-- TASK GOAL --
Only one stretch of the data below should be repeated: the lines from the line containing "reason: impl Into<Box<dyn" through the line containing "let message = if", inclusive, exactly as they are.

Segment Start: DATA PROVIDED

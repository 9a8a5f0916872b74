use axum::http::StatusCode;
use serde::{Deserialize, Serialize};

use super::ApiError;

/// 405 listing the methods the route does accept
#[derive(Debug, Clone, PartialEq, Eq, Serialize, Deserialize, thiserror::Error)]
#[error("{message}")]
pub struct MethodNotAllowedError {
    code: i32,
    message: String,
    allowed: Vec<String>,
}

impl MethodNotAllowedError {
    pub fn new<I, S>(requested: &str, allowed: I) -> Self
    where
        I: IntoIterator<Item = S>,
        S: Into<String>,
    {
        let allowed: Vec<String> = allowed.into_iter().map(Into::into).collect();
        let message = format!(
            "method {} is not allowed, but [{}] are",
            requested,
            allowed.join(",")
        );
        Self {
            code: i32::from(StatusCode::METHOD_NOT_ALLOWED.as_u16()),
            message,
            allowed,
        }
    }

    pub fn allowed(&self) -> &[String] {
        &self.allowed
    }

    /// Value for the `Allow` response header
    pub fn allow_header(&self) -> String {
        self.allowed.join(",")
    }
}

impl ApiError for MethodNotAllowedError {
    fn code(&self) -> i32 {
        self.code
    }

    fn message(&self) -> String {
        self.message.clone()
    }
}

Segment End: DATA PROVIDED
Segment Start: DATA PROVIDED

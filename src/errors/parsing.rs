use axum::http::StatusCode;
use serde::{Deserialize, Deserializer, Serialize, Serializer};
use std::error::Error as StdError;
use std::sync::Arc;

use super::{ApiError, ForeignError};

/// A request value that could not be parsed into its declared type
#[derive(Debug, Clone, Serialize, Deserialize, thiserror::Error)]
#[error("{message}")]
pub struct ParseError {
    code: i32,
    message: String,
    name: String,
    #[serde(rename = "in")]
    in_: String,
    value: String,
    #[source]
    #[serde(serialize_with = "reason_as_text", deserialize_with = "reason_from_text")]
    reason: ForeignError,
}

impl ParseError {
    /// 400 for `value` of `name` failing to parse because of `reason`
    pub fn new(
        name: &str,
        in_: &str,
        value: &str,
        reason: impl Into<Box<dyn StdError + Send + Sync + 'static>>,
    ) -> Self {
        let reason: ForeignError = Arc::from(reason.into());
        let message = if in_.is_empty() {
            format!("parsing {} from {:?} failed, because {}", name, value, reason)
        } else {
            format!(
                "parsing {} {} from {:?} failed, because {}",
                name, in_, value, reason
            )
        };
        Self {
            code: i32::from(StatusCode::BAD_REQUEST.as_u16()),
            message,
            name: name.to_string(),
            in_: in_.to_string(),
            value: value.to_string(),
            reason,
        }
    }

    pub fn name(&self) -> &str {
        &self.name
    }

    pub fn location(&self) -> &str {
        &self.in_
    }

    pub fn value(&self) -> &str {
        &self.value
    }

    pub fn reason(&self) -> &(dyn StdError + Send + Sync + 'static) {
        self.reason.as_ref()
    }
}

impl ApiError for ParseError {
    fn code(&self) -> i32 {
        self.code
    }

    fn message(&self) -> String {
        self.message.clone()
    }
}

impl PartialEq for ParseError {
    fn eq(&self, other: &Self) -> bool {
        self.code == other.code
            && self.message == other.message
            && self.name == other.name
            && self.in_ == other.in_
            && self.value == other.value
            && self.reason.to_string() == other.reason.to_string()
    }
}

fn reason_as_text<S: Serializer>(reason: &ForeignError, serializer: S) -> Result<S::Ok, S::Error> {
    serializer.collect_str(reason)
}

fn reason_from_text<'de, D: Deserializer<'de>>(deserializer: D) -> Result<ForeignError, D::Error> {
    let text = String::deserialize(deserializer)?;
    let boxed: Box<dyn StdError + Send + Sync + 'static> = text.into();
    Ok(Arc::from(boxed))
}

Segment End: DATA PROVIDED

-- RESPONSE TO THIS EXERCISE --
        reason: impl Into<Box<dyn StdError + Send + Sync + 'static>>,
    ) -> Self {
        let reason: ForeignError = Arc::from(reason.into());
        let message = if in_.is_empty() {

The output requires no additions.